5CORONER’S CONCERNS  
During the course of the inquest the evidence revealed matters giving rise to concern. In my opinion there is a risk that future deaths will occur unless action is taken. In the circumstances it is my statutory duty to report to you.  

The MATTERS OF CONCERN are as follows.    

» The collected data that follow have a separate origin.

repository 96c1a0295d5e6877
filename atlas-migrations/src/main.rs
use clap::{Parser, Subcommand};
use diesel::pg::PgConnection;
use diesel::Connection;

use atlas_migrations::config::MigrateConfig;
use atlas_migrations::{MigrationError, MigrationState, Migrator};

#[derive(Debug, Parser)]
#[command(name = "atlas-migrate", version, about = "Apply and roll back Atlas schema migrations")]
struct Cli {
    /// Overrides ATLAS_MIGRATE__DATABASE_URL.
    #[arg(long, global = true)]
    database_url: Option<String>,

    #[command(subcommand)]
    command: Command,
}

#[derive(Debug, Subcommand)]
enum Command {
    /// Apply all pending migrations.
    Up,
    /// Roll back the most recent migrations.
    Down {
        #[arg(long, default_value_t = 1)]
        steps: usize,
    },
    /// Roll back the most recent migration and apply it again.
    Redo,
    /// Show every migration and whether it has been applied.
    Status {
        #[arg(long)]
        json: bool,
    },
    /// Fail if an applied migration's SQL has changed since it ran.
    Verify,
}

fn main() {
    atlas_shared::middleware::init_tracing("atlas-migrate");

    let cli = Cli::parse();
    if let Err(e) = run(cli) {
        tracing::error!(error = %e, "migration command failed");
        std::process::exit(1);
    }
}

fn run(cli: Cli) -> anyhow::Result<()> {
    let database_url = match cli.database_url {
        Some(url) => url,
        None => MigrateConfig::load()?.database_url,
    };

    let mut conn = PgConnection::establish(&database_url).map_err(MigrationError::from)?;
    tracing::debug!("connected to database");

    let migrator = Migrator::bundled()?;

    match cli.command {
        Command::Up => {
            let applied = migrator.run_pending(&mut conn)?;
            println!("applied {} migration(s)", applied.len());
        }
        Command::Down { steps } => {
            let reverted = migrator.revert(&mut conn, steps)?;
            for version in &reverted {
                println!("reverted {version}");
            }
        }
        Command::Redo => {
            let version = migrator.redo(&mut conn)?;
            println!("redid {version}");
        }
        Command::Status { json } => {
            let status = migrator.status(&mut conn)?;
            if json {
                println!("{}", serde_json::to_string_pretty(&status)?);
            } else {
                for s in &status {
                    let applied_at = s
                        .applied_at
                        .map(|t| t.to_rfc3339())
                        .unwrap_or_else(|| "-".into());
                    let adopted = if s.adopted { " (adopted)" } else { "" };
                    println!(
                        "{:>4}  {:<36} {:<8} {}{}",
                        s.version,
                        s.name,
                        state_label(s.state),
                        applied_at,
                        adopted
                    );
                }
            }
        }
        Command::Verify => {
            let drifted = migrator.verify(&mut conn)?;
            if !drifted.is_empty() {
                return Err(MigrationError::ChecksumMismatch { versions: drifted }.into());
            }
            println!("all applied migrations match");
        }
    }

    Ok(())
}

fn state_label(state: MigrationState) -> &'static str {
    match state {
        MigrationState::Pending => "pending",
        MigrationState::Applied => "applied",
        MigrationState::Drifted => "drifted",
        MigrationState::Unknown => "unknown",
    }
}
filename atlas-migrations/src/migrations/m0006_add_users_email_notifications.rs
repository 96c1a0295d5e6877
use crate::migration::{Migration, SchemaObject};

/// Per-category email preferences on `users`, see [`EmailNotifications`](crate::models::EmailNotifications).
pub struct AddUsersEmailNotifications;

impl Migration for AddUsersEmailNotifications {
    fn version(&self) -> i64 {
        6
    }

    fn name(&self) -> &'static str {
        "add_users_email_notifications"
    }

    fn up_sql(&self) -> &'static str {
        include_str!("../../sql/0006_add_users_email_notifications.sql")
    }

    fn down_sql(&self) -> &'static str {
        "ALTER TABLE users DROP COLUMN IF EXISTS email_notifications;"
    }

    fn creates(&self) -> SchemaObject {
        SchemaObject::Column {
            table: "users",
            column: "email_notifications",
        }
    }
}
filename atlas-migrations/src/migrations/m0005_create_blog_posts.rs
use crate::migration::{Migration, SchemaObject};

/// Admin-managed blog content.
pub struct CreateBlogPosts;

impl Migration for CreateBlogPosts {
    fn version(&self) -> i64 {
        5
    }

    fn name(&self) -> &'static str {
        "create_blog_posts"
    }

    fn up_sql(&self) -> &'static str {
        include_str!("../../sql/0005_create_blog_posts.sql")
    }

    fn down_sql(&self) -> &'static str {
        "DROP TABLE IF EXISTS blog_posts;"
    }

    fn creates(&self) -> SchemaObject {
        SchemaObject::Table("blog_posts")
    }
}
//! Versioned schema migrations for the Atlas database.
//!
//! Every migration pairs a forward SQL file from `sql/` with a fixed teardown
//! statement. [`Migrator`] applies them in ascending version order and records
//! each one in the `schema_migrations` ledger.

pub mod config;
pub mod error;
pub mod migration;
pub mod migrations;
pub mod models;
pub mod runner;
pub mod schema;
pub mod store;

pub use error::{MigrationError, MigrationResult};
pub use migration::{Migration, SchemaObject, SqlExecutor};
pub use runner::{MigrationState, MigrationStatus, Migrator};
pub use store::MigrationStore;
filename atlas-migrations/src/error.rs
use atlas_shared::{AppError, ErrorCode};

#[derive(Debug, thiserror::Error)]
pub enum MigrationError {
    #[error("database error: {0}")]
    Database(#[from] diesel::result::Error),

    #[error("could not connect to database: {0}")]
    Connection(#[from] diesel::ConnectionError),

    #[error("migration version {0} is registered twice")]
    DuplicateVersion(i64),

    #[error("applied migration {0} is not known to this build")]
    UnknownVersion(i64),

    #[error("applied migrations changed since they ran: {versions:?}")]
    ChecksumMismatch { versions: Vec<i64> },

    #[error("no applied migrations to revert")]
    NothingToRevert,
}

pub type MigrationResult<T> = Result<T, MigrationError>;

impl From<MigrationError> for AppError {
    fn from(err: MigrationError) -> Self {
        match err {
            MigrationError::Database(e) => AppError::Database(e),
            MigrationError::Connection(e) => AppError::service_unavailable(e.to_string()),
            MigrationError::DuplicateVersion(v) => AppError::with_details(
                ErrorCode::DuplicateMigration,
                "duplicate migration version",
                serde_json::json!({ "version": v }),
            ),
            MigrationError::UnknownVersion(v) => AppError::with_details(
                ErrorCode::UnknownMigration,
                "unknown applied migration",
                serde_json::json!({ "version": v }),
            ),
            MigrationError::ChecksumMismatch { versions } => AppError::with_details(
                ErrorCode::ChecksumMismatch,
                "applied migrations changed since they ran",
                serde_json::json!({ "versions": versions }),
            ),
            MigrationError::NothingToRevert => {
                AppError::new(ErrorCode::MigrationFailed, "no applied migrations to revert")
            }
        }
    }
}
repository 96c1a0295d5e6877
use diesel::pg::PgConnection;
use diesel::r2d2::{ConnectionManager, Pool, PoolError};

pub type DbPool = Pool<ConnectionManager<PgConnection>>;

pub fn create_pool(database_url: &str, max_size: u32) -> Result<DbPool, PoolError> {
    let manager = ConnectionManager::<PgConnection>::new(database_url);
    let pool = Pool::builder()
        .max_size(max_size)
        .min_idle(Some(max_size.min(2)))
        .test_on_check_out(true)
        .build(manager)?;

    tracing::info!(max_size, "database connection pool created");
    Ok(pool)
}
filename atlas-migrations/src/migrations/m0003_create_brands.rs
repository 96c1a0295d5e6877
use crate::migration::{Migration, SchemaObject};

pub struct CreateBrands;

impl Migration for CreateBrands {
    fn version(&self) -> i64 {
        3
    }

    fn name(&self) -> &'static str {
        "create_brands"
    }

    fn up_sql(&self) -> &'static str {
        include_str!("../../sql/0003_create_brands.sql")
    }

    fn down_sql(&self) -> &'static str {
        "DROP TABLE IF EXISTS brands;"
    }

    fn creates(&self) -> SchemaObject {
        SchemaObject::Table("brands")
    }
}
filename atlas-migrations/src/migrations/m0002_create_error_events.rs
use crate::migration::{Migration, SchemaObject};

/// Client and server error reports.
pub struct CreateErrorEvents;

impl Migration for CreateErrorEvents {
    fn version(&self) -> i64 {
        2
    }

    fn name(&self) -> &'static str {
        "create_error_events"
    }

    fn up_sql(&self) -> &'static str {
        include_str!("../../sql/0002_create_error_events.sql")
    }

    fn down_sql(&self) -> &'static str {
        "DROP TABLE IF EXISTS error_events;"
    }

    fn creates(&self) -> SchemaObject {
        SchemaObject::Table("error_events")
    }
}
pub mod db;
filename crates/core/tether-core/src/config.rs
//! Compile-time configuration bridge.
//!
//! Values are read from the build environment (`option_env!`) and fall back
//! to the firmware defaults when a variable is unset or malformed.

use crate::log::LogLevel;

/// Maximum log level compiled into the default filter.
///
/// Set with `TETHER_LOG_LEVEL=error|warn|info|debug|trace` at build time.
/// The runtime filter starts here and can be changed with
/// [`set_max_level`](crate::log::set_max_level).
pub const MAX_LOG_LEVEL: LogLevel = match option_env!("TETHER_LOG_LEVEL") {
    Some(level) => match level.as_bytes() {
        b"fatal" => LogLevel::Fatal,
        b"error" => LogLevel::Error,
        b"warn" => LogLevel::Warn,
        b"info" => LogLevel::Info,
        b"trace" => LogLevel::Trace,
        _ => LogLevel::Debug,
    },
    None => LogLevel::Debug,
};

/// Parses a positive decimal integer from an optional build-time variable.
///
/// Returns `default` when the value is absent, empty, zero, contains a
/// non-digit, or overflows `usize`.
#[must_use]
pub const fn parse_usize_or(value: Option<&str>, default: usize) -> usize {
    let Some(value) = value else {
        return default;
    };
    let bytes = value.as_bytes();
    if bytes.is_empty() {
        return default;
    }

    let mut acc: usize = 0;
    let mut i = 0;
    while i < bytes.len() {
        let Some(digit) = decimal_digit(bytes[i]) else {
            return default;
        };
        acc = match acc.checked_mul(10) {
            Some(v) => match v.checked_add(digit) {
                Some(v) => v,
                None => return default,
            },
            None => return default,
        };
        i += 1;
    }

    if acc == 0 { default } else { acc }
}

const fn decimal_digit(b: u8) -> Option<usize> {
    Some(match b {
        b'0' => 0,
        b'1' => 1,
        b'2' => 2,
        b'3' => 3,
        b'4' => 4,
        b'5' => 5,
        b'6' => 6,
        b'7' => 7,
        b'8' => 8,
        b'9' => 9,
        _ => return None,
    })
}

#[cfg(test)]
mod tests {
    use super::*;

    #[test]
    fn parse_absent_uses_default() {
        assert_eq!(parse_usize_or(None, 127), 127);
    }

    #[test]
    fn parse_plain_number() {
        assert_eq!(parse_usize_or(Some("256"), 127), 256);
        assert_eq!(parse_usize_or(Some("1234567890"), 1), 1_234_567_890);
        assert_eq!(parse_usize_or(Some("007"), 1), 7);
    }

    #[test]
    fn parse_rejects_garbage_and_zero() {
        assert_eq!(parse_usize_or(Some(""), 7), 7);
        assert_eq!(parse_usize_or(Some("0"), 7), 7);
        assert_eq!(parse_usize_or(Some("12a"), 7), 7);
        assert_eq!(parse_usize_or(Some("-5"), 7), 7);
    }

    #[test]
    fn parse_overflow_uses_default() {
        assert_eq!(parse_usize_or(Some("99999999999999999999999999"), 3), 3);
    }
}
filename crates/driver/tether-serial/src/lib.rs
//! Interrupt-driven UART front end.
//!
//! [`SerialPort`] connects a UART's data and status registers to the
//! receive and transmit [`ByteChannels`](tether_fifo::ByteChannels). The
//! interrupt handler moves bytes between hardware and the channels; the
//! foreground only ever touches the channels.
//!
//! Register layout, clocking and interrupt vector wiring belong to the board
//! layer, which implements [`UartRegisters`].

#![cfg_attr(not(test), no_std)]
#![warn(missing_docs)]

pub mod port;
pub mod status;

pub use port::{SerialConfig, SerialPort, SerialStats, SerialWriter, UartRegisters};
pub use status::UartStatus;
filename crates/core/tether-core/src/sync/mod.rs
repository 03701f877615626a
//! Synchronization primitives.
//!
//! The queues themselves are unsynchronized; callers that share one between
//! an interrupt handler and foreground code wrap it in an [`IrqSpinLock`].

mod irq_spinlock;
pub(crate) mod loom_compat;

pub use irq_spinlock::{IrqSpinLock, IrqSpinLockGuard};
//! UART status register bits.

use bitflags::bitflags;

bitflags! {
    /// Status bits read from the UART at the top of each interrupt.
    ///
    /// Bit positions follow the Kinetis UART0 `S1` register so a board layer
    /// on that part can pass the register through unchanged.
    #[derive(Debug, Clone, Copy, PartialEq, Eq, Default)]
    pub struct UartStatus: u8 {
        /// Parity error on the last received byte.
        const PARITY    = 1 << 0;
        /// Framing error (missing stop bit).
        const FRAMING   = 1 << 1;
        /// Noise detected while sampling.
        const NOISE     = 1 << 2;
        /// A byte arrived before the previous one was read.
        const OVERRUN   = 1 << 3;
        /// Receive data register full.
        const RX_FULL   = 1 << 5;
        /// Transmit data register empty.
        const TX_EMPTY  = 1 << 7;

        /// Any receive-line error.
        const LINE_ERRORS = Self::OVERRUN.bits()
            | Self::NOISE.bits()
            | Self::FRAMING.bits()
            | Self::PARITY.bits();
    }
}

impl UartStatus {
    /// Returns true if any receive-line error bit is set.
    #[must_use]
    pub const fn has_line_error(self) -> bool {
        self.intersects(Self::LINE_ERRORS)
    }
}
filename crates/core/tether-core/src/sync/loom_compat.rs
//! Loom compatibility shim.
//!
//! Under `cfg(loom)` the lock primitives are built on loom's atomics and
//! cell so the model checker sees every acquire, release and data access.
//! Otherwise they are the `core` types behind the same method surface.

// ---------------------------------------------------------------------------
// Loom mode
// ---------------------------------------------------------------------------

#[cfg(loom)]
pub(crate) use loom::cell::UnsafeCell;
#[cfg(loom)]
pub(crate) use loom::sync::atomic::{AtomicBool, Ordering};

/// Busy-wait hint. Loom must be told to schedule another thread or a spin
/// loop never terminates under the model.
#[cfg(loom)]
#[inline]
pub(crate) fn spin_loop() {
    loom::thread::yield_now();
}

// ---------------------------------------------------------------------------
// Normal mode
// ---------------------------------------------------------------------------

#[cfg(not(loom))]
pub(crate) use core::sync::atomic::{AtomicBool, Ordering};

#[cfg(not(loom))]
pub(crate) use core::hint::spin_loop;

/// `core::cell::UnsafeCell` with loom's closure-based access API.
#[cfg(not(loom))]
#[derive(Debug)]
pub(crate) struct UnsafeCell<T>(core::cell::UnsafeCell<T>);

#[cfg(not(loom))]
impl<T> UnsafeCell<T> {
    pub(crate) const fn new(value: T) -> Self {
        Self(core::cell::UnsafeCell::new(value))
    }

    #[inline]
    pub(crate) fn with<R>(&self, f: impl FnOnce(*const T) -> R) -> R {
        f(self.0.get())
    }

    #[inline]
    pub(crate) fn with_mut<R>(&self, f: impl FnOnce(*mut T) -> R) -> R {
        f(self.0.get())
    }

    pub(crate) fn into_inner(self) -> T {
        self.0.into_inner()
    }
}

(1) Following his arrest, and before he was interviewed about the alleged offence of murder, Mr. Harris was assessed by a consultant forensic psychiatrist, [REDACTED] . Although [REDACTED] concluded that Mr. Harris was fit to be detained and fit to be interviewed, he did note possible symptoms of Post Traumatic Stress Disorder, likely due to some trauma in Mr. Harris’ background, possible symptoms of a personality disorder, and “potentially a psychotic process, with potential underlying delusional beliefs”;  
 
(2)    During his police interview on 14.5.22, when describing his movements before the alleged murder had taken place, Mr. Harris told officers he had [REDACTED], intending to jump off in order to take his own life, but had decided against it because “I thought no, I’ve got to reveal all this first”;
 
(3)    Despite the fact that these comments revealed very recent suicidal ideation on Mr. Harris’ part, no mention of them appears to have been made in any of the following documents:
 
(a)    The Person Escort Record ( PER ) and Suicide and Self-Harm ( SASH ) Warning forms which accompanied Mr. Harris from police custody at Haverfordwest Police Station to Haverfordwest Magistrates’ Court on 16.5.22;
(b)    The PER and SASH Warning forms which accompanied Mr. Harris from Haverfordwest Magistrates’ Court to HMP Swansea later that same day.
 
(4)    Although I was quite satisfied that the omission of these comments from the above documents made no difference to the sad outcome in this case, I am concerned that the failure by Dyfed-Powys Police officers to realise that such comments ought to be included on a PER and SASH Warning form, if repeated in future, may lead to a person in custody’s risk of suicide and/or self-harm, being either underestimated, or ignored completely.
6ACTION SHOULD BE TAKEN
In my opinion action should be taken to prevent future deaths and I believe you, as the Chief Constable of Dyfed-Powys Police have the power to take such action.
7YOUR RESPONSE
You are under a duty to respond to this report within 56 days of the date of this report, namely by 16 August 2023. I, the coroner, may extend the period.
 
Your response must contain details of action taken or proposed to be taken, setting out the timetable for action. Otherwise you must explain why no action is proposed.
8COPIES and PUBLICATION
I have sent a copy of my report to the Chief Coroner and to the following:
 
(a)    Deighton Pierce Glynn solicitors ( acting for Mr. Harris’ family );
(b)    Government Legal Department ( acting for HM Prison & Probation Service );
(c)     Practice Plus Group;
(d)    Midlands Partnership NHS Foundation Trust;
(e)    Swansea Bay University Health Board;
(f)      HM Chief Inspector of Prisons;
(g)    Independent Advisory Panel on Deaths in Custody.
 
I am also under a duty to send the Chief Coroner a copy of your response.
The Chief Coroner may publish either or both in a complete or redacted or summary form. He may send a copy of this report to any person who he believes may find it useful or of interest. You may make representations to me, the coroner, at the time of your response, about the release or the publication of your response by the Chief Coroner.